• _ACTIVITY_: Your answer should be the records, restated word for word.

• _DATASET ENTRIES_:
use std::path::{Path, PathBuf};

use afn_graph::Network;
use afn_project::{Project, flow_result_def, load_flow_results, load_project, save_flow_results};
use afn_solver::{NetworkSolver, SolveReport, SolverConfig};
use afn_transport::{Scheme, StepCoefficients, TransportSystem};
use clap::{Args, Parser, Subcommand, ValueEnum};
use nalgebra::DVector;
use tracing::info;

#[derive(thiserror::Error, Debug)]
enum CliError {
    #[error("{0}")]
    Project(#[from] afn_project::ProjectError),

    #[error("{0}")]
    Solver(#[from] afn_solver::SolverError),

    #[error("{0}")]
    Transport(#[from] afn_transport::TransportError),

    #[error("Contaminant \"{0}\" is not defined in the network file")]
    UnknownContaminant(String),
}

type CliResult<T> = Result<T, CliError>;

#[derive(Parser)]
#[command(name = "afn-cli")]
#[command(about = "Airflow network solver", long_about = None)]
struct Cli {
    #[command(subcommand)]
    command: Commands,
}

#[derive(Args, Clone)]
struct SolveArgs {
    /// Fraction of each Newton correction to apply
    #[arg(long, default_value_t = 1.0)]
    relaxation: f64,
    /// Maximum number of Newton updates
    #[arg(long, default_value_t = 25)]
    max_iterations: usize,
    /// Convergence tolerance on node mass imbalance [kg/s]
    #[arg(long, default_value_t = 1e-4)]
    tolerance: f64,
    /// Start from a linearized solve
    #[arg(long)]
    linear_init: bool,
}

impl SolveArgs {
    fn config(&self) -> SolverConfig {
        SolverConfig::default()
            .with_relaxation(self.relaxation)
            .with_max_iterations(self.max_iterations)
            .with_tolerance(self.tolerance)
            .with_linear_init(self.linear_init)
    }
}

#[derive(Clone, Copy, ValueEnum)]
enum SchemeArg {
    Explicit,
    Implicit,
    CrankNicolson,
}

impl From<SchemeArg> for Scheme {
    fn from(arg: SchemeArg) -> Self {
        match arg {
            SchemeArg::Explicit => Scheme::Explicit,
            SchemeArg::Implicit => Scheme::Implicit,
            SchemeArg::CrankNicolson => Scheme::CrankNicolson,
        }
    }
}

#[derive(Subcommand)]
enum Commands {
    /// Load and validate a network file
    Validate {
        /// Path to the network file (YAML or JSON)
        network: PathBuf,
    },
    /// Solve the steady pressures and flows
    Solve {
        network: PathBuf,
        #[command(flatten)]
        solve: SolveArgs,
        /// Write the link flows to this file (YAML or JSON)
        #[arg(short, long)]
        output: Option<PathBuf>,
    },
    /// Apply recorded flows to a network and print them
    Replay {
        network: PathBuf,
        /// Flow-results file
        results: PathBuf,
    },
    /// Solve the flows, then advance one contaminant in time
    Transport {
        network: PathBuf,
        /// Contaminant ID from the network file
        #[arg(long)]
        contaminant: String,
        #[arg(long, value_enum, default_value = "implicit")]
        scheme: SchemeArg,
        /// Number of time steps
        #[arg(long, default_value_t = 10)]
        steps: usize,
        /// Time step in seconds
        #[arg(long, default_value_t = 60.0)]
        dt: f64,
        #[command(flatten)]
        solve: SolveArgs,
    },
}

fn main() -> CliResult<()> {
    tracing_subscriber::fmt::init();

    let cli = Cli::parse();

    match cli.command {
        Commands::Validate { network } => cmd_validate(&network),
        Commands::Solve {
            network,
            solve,
            output,
        } => cmd_solve(&network, &solve, output.as_deref()),
        Commands::Replay { network, results } => cmd_replay(&network, &results),
        Commands::Transport {
            network,
            contaminant,
            scheme,
            steps,
            dt,
            solve,
        } => cmd_transport(&network, &contaminant, scheme.into(), steps, dt, &solve),
    }
}

fn cmd_validate(path: &Path) -> CliResult<()> {
    println!("Validating network: {}", path.display());
    let project = load_project(path)?;
    let network = &project.network;
    for warning in network.warnings() {
        println!("  warning: {warning}");
    }
    println!(
        "✓ Network is valid ({} nodes, {} simulated, {} links, {} elements)",
        network.nodes().len(),
        network.variable_count(),
        network.links().len(),
        network.elements().len()
    );
    Ok(())
}

fn solve_network(project: Project, args: &SolveArgs) -> CliResult<(NetworkSolver, SolveReport)> {
    let mut solver = NetworkSolver::new(project.network, args.config())?;
    let report = solver.solve()?;
    if report.converged() {
        println!("✓ Converged in {} iterations", report.iterations);
    } else {
        println!(
            "✗ Not converged after {} iterations (max residual {:.3e} kg/s)",
            report.iterations, report.max_residual
        );
    }
    Ok((solver, report))
}

fn print_state(network: &Network) {
    println!("Nodes:");
    for node in network.nodes() {
        println!("  {:<20} {:>12.4} Pa", node.name(), node.pressure);
    }
    print_flows(network);
}

fn print_flows(network: &Network) {
    println!("Links:");
    for link in network.links() {
        let (from, to) = (network.node(link.node0()).name(), network.node(link.node1()).name());
        println!(
            "  {:<20} {:>12.6} kg/s  ({from} -> {to})",
            link.name(),
            link.flow
        );
    }
}

fn cmd_solve(path: &Path, args: &SolveArgs, output: Option<&Path>) -> CliResult<()> {
    let project = load_project(path)?;
    let (solver, _) = solve_network(project, args)?;
    print_state(solver.network());
    if let Some(output) = output {
        save_flow_results(output, &[flow_result_def(solver.network(), 0)])?;
        println!("Flows written to {}", output.display());
    }
    Ok(())
}

fn cmd_replay(path: &Path, results: &Path) -> CliResult<()> {
    let mut network = load_project(path)?.network;
    let steps = load_flow_results(results, &network)?;
    for step in &steps {
        step.apply(&mut network);
        println!("t = {} s", step.time);
        print_flows(&network);
    }
    Ok(())
}

fn cmd_transport(
    path: &Path,
    contaminant: &str,
    scheme: Scheme,
    steps: usize,
    dt: f64,
    args: &SolveArgs,
) -> CliResult<()> {
    let project = load_project(path)?;
    let initial = project
        .contaminant(contaminant)
        .ok_or_else(|| CliError::UnknownContaminant(contaminant.to_string()))?
        .initial
        .clone();
    let filters = project.filters.clone();
    let (solver, _) = solve_network(project, args)?;
    let network = solver.network();

    let mut system = TransportSystem::new(network)?;
    system.assemble(network, &filters, contaminant)?;

    let capacity = DVector::from_iterator(
        network.nodes().len(),
        network.nodes().iter().map(|n| n.state().density() * n.volume),
    );
    let n = capacity.len();
    let coefficients = StepCoefficients::constant(capacity, DVector::zeros(n), DVector::zeros(n));
    let integrator = scheme.integrator();
    let mut c = DVector::from_vec(initial);

    info!(scheme = %scheme, steps, dt, contaminant, "transport");
    for _ in 0..steps {
        integrator.step(system.matrix(), &coefficients, dt, &mut c)?;
    }

    println!("{contaminant} after {steps} steps of {dt} s ({scheme}):");
    for (node, value) in network.nodes().iter().zip(c.iter()) {
        println!("  {:<20} {:>14.6e}", node.name(), value);
    }
    Ok(())
}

• _ANSWER FOR THIS EXERCISE_:
use std::path::{Path, PathBuf};

use afn_graph::Network;
use afn_project::{Project, flow_result_def, load_flow_results, load_project, save_flow_results};
use afn_solver::{NetworkSolver, SolveReport, SolverConfig};
use afn_transport::{Scheme, StepCoefficients, TransportSystem};
use clap::{Args, Parser, Subcommand, ValueEnum};
use nalgebra::DVector;
use tracing::info;

#[derive(thiserror::Error, Debug)]
enum CliError {
    #[error("{0}")]
    Project(#[from] afn_project::ProjectError),

    #[error("{0}")]
    Solver(#[from] afn_solver::SolverError),

    #[error("{0}")]
    Transport(#[from] afn_transport::TransportError),

    #[error("Contaminant \"{0}\" is not defined in the network file")]
    UnknownContaminant(String),
}

type CliResult<T> = Result<T, CliError>;

#[derive(Parser)]
#[command(name = "afn-cli")]
#[command(about = "Airflow network solver", long_about = None)]
struct Cli {
    #[command(subcommand)]
    command: Commands,
}

#[derive(Args, Clone)]
struct SolveArgs {
    /// Fraction of each Newton correction to apply
    #[arg(long, default_value_t = 1.0)]
    relaxation: f64,
    /// Maximum number of Newton updates
    #[arg(long, default_value_t = 25)]
    max_iterations: usize,
    /// Convergence tolerance on node mass imbalance [kg/s]
    #[arg(long, default_value_t = 1e-4)]
    tolerance: f64,
    /// Start from a linearized solve
    #[arg(long)]
    linear_init: bool,
}

impl SolveArgs {
    fn config(&self) -> SolverConfig {
        SolverConfig::default()
            .with_relaxation(self.relaxation)
            .with_max_iterations(self.max_iterations)
            .with_tolerance(self.tolerance)
            .with_linear_init(self.linear_init)
    }
}

#[derive(Clone, Copy, ValueEnum)]
enum SchemeArg {
    Explicit,
    Implicit,
    CrankNicolson,
}

impl From<SchemeArg> for Scheme {
    fn from(arg: SchemeArg) -> Self {
        match arg {
            SchemeArg::Explicit => Scheme::Explicit,
            SchemeArg::Implicit => Scheme::Implicit,
            SchemeArg::CrankNicolson => Scheme::CrankNicolson,
        }
    }
}

#[derive(Subcommand)]
enum Commands {
    /// Load and validate a network file
    Validate {
        /// Path to the network file (YAML or JSON)
        network: PathBuf,
    },
    /// Solve the steady pressures and flows
    Solve {
        network: PathBuf,
        #[command(flatten)]
        solve: SolveArgs,
        /// Write the link flows to this file (YAML or JSON)
        #[arg(short, long)]
        output: Option<PathBuf>,
    },
    /// Apply recorded flows to a network and print them
    Replay {
        network: PathBuf,
        /// Flow-results file
        results: PathBuf,
    },
    /// Solve the flows, then advance one contaminant in time
    Transport {
        network: PathBuf,
        /// Contaminant ID from the network file
        #[arg(long)]
        contaminant: String,
        #[arg(long, value_enum, default_value = "implicit")]
        scheme: SchemeArg,
        /// Number of time steps
        #[arg(long, default_value_t = 10)]
        steps: usize,
        /// Time step in seconds
        #[arg(long, default_value_t = 60.0)]
        dt: f64,
        #[command(flatten)]
        solve: SolveArgs,
    },
}

fn main() -> CliResult<()> {
    tracing_subscriber::fmt::init();

    let cli = Cli::parse();

    match cli.command {
        Commands::Validate { network } => cmd_validate(&network),
        Commands::Solve {
            network,
            solve,
            output,
        } => cmd_solve(&network, &solve, output.as_deref()),
        Commands::Replay { network, results } => cmd_replay(&network, &results),
        Commands::Transport {
            network,
            contaminant,
            scheme,
            steps,
            dt,
            solve,
        } => cmd_transport(&network, &contaminant, scheme.into(), steps, dt, &solve),
    }
}

fn cmd_validate(path: &Path) -> CliResult<()> {
    println!("Validating network: {}", path.display());
    let project = load_project(path)?;
    let network = &project.network;
    for warning in network.warnings() {
        println!("  warning: {warning}");
    }
    println!(
        "✓ Network is valid ({} nodes, {} simulated, {} links, {} elements)",
        network.nodes().len(),
        network.variable_count(),
        network.links().len(),
        network.elements().len()
    );
    Ok(())
}

fn solve_network(project: Project, args: &SolveArgs) -> CliResult<(NetworkSolver, SolveReport)> {
    let mut solver = NetworkSolver::new(project.network, args.config())?;
    let report = solver.solve()?;
    if report.converged() {
        println!("✓ Converged in {} iterations", report.iterations);
    } else {
        println!(
            "✗ Not converged after {} iterations (max residual {:.3e} kg/s)",
            report.iterations, report.max_residual
        );
    }
    Ok((solver, report))
}

fn print_state(network: &Network) {
    println!("Nodes:");
    for node in network.nodes() {
        println!("  {:<20} {:>12.4} Pa", node.name(), node.pressure);
    }
    print_flows(network);
}

fn print_flows(network: &Network) {
    println!("Links:");
    for link in network.links() {
        let (from, to) = (network.node(link.node0()).name(), network.node(link.node1()).name());
        println!(
            "  {:<20} {:>12.6} kg/s  ({from} -> {to})",
            link.name(),
            link.flow
        );
    }
}

fn cmd_solve(path: &Path, args: &SolveArgs, output: Option<&Path>) -> CliResult<()> {
    let project = load_project(path)?;
    let (solver, _) = solve_network(project, args)?;
    print_state(solver.network());
    if let Some(output) = output {
        save_flow_results(output, &[flow_result_def(solver.network(), 0)])?;
        println!("Flows written to {}", output.display());
    }
    Ok(())
}

fn cmd_replay(path: &Path, results: &Path) -> CliResult<()> {
    let mut network = load_project(path)?.network;
    let steps = load_flow_results(results, &network)?;
    for step in &steps {
        step.apply(&mut network);
        println!("t = {} s", step.time);
        print_flows(&network);
    }
    Ok(())
}

fn cmd_transport(
    path: &Path,
    contaminant: &str,
    scheme: Scheme,
    steps: usize,
    dt: f64,
    args: &SolveArgs,
) -> CliResult<()> {
    let project = load_project(path)?;
    let initial = project
        .contaminant(contaminant)
        .ok_or_else(|| CliError::UnknownContaminant(contaminant.to_string()))?
        .initial
        .clone();
    let filters = project.filters.clone();
    let (solver, _) = solve_network(project, args)?;
    let network = solver.network();

    let mut system = TransportSystem::new(network)?;
    system.assemble(network, &filters, contaminant)?;

    let capacity = DVector::from_iterator(
        network.nodes().len(),
        network.nodes().iter().map(|n| n.state().density() * n.volume),
    );
    let n = capacity.len();
    let coefficients = StepCoefficients::constant(capacity, DVector::zeros(n), DVector::zeros(n));
    let integrator = scheme.integrator();
    let mut c = DVector::from_vec(initial);

    info!(scheme = %scheme, steps, dt, contaminant, "transport");
    for _ in 0..steps {
        integrator.step(system.matrix(), &coefficients, dt, &mut c)?;
    }

    println!("{contaminant} after {steps} steps of {dt} s ({scheme}):");
    for (node, value) in network.nodes().iter().zip(c.iter()) {
        println!("  {:<20} {:>14.6e}", node.name(), value);
    }
    Ok(())
}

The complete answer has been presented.